### WORK INSTRUCTION
Please copy out all lines of the entries that contain the word "first".

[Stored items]
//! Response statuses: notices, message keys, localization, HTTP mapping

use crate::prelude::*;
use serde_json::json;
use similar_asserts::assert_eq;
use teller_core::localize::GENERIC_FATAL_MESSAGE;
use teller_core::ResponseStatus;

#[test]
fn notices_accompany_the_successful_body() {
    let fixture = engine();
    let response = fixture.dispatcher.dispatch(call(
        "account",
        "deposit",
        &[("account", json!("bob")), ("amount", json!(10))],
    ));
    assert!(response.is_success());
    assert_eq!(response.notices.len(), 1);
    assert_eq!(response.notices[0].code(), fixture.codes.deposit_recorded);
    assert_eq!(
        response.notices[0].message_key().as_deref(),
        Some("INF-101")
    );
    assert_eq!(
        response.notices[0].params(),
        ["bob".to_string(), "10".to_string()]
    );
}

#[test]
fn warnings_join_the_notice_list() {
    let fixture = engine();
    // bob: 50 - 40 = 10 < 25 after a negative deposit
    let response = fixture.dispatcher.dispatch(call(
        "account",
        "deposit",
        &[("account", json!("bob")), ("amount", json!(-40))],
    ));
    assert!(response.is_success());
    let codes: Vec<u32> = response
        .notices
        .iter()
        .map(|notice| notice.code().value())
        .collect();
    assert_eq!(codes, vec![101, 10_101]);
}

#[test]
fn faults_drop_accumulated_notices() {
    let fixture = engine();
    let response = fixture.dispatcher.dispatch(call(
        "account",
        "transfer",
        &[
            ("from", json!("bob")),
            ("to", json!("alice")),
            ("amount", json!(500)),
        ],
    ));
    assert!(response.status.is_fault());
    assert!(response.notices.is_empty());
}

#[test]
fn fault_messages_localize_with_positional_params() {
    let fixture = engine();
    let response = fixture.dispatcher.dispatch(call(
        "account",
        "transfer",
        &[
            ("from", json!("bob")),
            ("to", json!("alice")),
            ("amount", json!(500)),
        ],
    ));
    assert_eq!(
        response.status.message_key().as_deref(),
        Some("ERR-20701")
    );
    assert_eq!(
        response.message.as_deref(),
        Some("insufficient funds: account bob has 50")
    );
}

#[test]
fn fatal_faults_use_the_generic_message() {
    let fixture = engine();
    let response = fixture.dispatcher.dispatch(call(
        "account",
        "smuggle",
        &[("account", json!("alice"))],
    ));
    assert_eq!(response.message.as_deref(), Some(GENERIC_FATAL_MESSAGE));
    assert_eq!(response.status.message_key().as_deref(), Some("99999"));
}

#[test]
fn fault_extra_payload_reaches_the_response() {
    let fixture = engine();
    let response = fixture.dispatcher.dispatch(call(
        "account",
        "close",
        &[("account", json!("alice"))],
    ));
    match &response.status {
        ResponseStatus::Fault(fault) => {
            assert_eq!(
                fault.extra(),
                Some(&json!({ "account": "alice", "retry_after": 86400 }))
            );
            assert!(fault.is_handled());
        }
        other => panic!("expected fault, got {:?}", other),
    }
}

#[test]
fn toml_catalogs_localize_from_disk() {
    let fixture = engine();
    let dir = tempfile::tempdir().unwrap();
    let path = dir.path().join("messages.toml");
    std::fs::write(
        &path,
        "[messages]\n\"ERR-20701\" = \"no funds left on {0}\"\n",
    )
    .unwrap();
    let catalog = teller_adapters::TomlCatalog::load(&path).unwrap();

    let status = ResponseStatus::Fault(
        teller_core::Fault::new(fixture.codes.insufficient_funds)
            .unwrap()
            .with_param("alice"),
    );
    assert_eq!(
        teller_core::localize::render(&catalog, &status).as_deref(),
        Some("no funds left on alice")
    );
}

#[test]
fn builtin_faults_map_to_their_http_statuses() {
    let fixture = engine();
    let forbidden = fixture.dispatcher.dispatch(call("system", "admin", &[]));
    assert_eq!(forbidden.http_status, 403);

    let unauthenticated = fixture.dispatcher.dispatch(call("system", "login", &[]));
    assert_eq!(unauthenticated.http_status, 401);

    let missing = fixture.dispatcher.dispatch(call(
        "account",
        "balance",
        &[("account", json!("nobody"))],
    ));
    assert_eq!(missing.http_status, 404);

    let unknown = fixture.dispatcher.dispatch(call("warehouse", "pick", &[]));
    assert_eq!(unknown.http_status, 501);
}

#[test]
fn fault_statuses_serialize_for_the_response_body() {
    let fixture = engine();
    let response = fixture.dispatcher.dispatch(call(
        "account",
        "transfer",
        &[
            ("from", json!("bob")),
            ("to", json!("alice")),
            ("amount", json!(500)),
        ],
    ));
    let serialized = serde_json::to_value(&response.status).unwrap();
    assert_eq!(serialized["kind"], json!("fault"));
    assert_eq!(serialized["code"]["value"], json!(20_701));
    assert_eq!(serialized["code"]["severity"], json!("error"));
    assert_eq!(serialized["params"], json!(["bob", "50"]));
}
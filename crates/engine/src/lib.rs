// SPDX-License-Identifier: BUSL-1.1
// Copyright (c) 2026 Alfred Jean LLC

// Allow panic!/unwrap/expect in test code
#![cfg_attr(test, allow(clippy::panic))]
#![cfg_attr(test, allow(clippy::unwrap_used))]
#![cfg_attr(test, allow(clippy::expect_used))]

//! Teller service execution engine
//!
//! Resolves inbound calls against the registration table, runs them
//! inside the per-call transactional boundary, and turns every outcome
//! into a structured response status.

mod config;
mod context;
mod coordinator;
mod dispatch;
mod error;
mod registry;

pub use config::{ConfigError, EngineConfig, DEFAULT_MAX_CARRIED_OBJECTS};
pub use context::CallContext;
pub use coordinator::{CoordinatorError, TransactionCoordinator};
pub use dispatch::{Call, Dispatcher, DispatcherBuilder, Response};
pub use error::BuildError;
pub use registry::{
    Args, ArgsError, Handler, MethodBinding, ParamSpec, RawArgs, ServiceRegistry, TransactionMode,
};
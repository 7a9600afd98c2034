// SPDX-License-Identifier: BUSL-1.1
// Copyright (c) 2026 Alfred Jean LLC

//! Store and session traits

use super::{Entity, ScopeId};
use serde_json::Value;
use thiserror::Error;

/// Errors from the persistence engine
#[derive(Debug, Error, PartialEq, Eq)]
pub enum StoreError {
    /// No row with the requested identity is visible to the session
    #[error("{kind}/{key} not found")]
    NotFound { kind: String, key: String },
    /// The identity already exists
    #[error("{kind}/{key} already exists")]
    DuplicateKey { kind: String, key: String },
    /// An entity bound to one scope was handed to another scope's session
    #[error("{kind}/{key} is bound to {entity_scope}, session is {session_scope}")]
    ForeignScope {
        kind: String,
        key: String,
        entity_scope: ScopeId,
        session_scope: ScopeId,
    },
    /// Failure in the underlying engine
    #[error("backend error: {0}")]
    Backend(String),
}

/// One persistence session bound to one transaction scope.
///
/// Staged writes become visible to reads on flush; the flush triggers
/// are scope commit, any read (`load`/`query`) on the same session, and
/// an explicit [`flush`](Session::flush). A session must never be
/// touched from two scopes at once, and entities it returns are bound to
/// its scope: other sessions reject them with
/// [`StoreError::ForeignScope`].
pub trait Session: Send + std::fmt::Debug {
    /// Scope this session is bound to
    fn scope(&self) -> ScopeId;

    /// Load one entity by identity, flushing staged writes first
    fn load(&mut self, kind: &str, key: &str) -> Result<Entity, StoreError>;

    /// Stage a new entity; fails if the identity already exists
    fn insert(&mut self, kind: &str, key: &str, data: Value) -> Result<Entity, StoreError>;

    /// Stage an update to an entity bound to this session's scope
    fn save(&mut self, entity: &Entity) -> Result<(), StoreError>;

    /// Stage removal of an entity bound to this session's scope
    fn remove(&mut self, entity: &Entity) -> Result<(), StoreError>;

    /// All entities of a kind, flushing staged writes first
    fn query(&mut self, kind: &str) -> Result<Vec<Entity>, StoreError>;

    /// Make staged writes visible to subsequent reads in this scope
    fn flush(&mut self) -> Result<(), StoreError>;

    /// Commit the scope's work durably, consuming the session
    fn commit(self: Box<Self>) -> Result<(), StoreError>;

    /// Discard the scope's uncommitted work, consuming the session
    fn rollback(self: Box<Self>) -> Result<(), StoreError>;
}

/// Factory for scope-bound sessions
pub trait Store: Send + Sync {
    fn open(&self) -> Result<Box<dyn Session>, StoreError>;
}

### SOLUTION FOR THIS PROBLEM
    /// Load one entity by identity, flushing staged writes first
    /// All entities of a kind, flushing staged writes first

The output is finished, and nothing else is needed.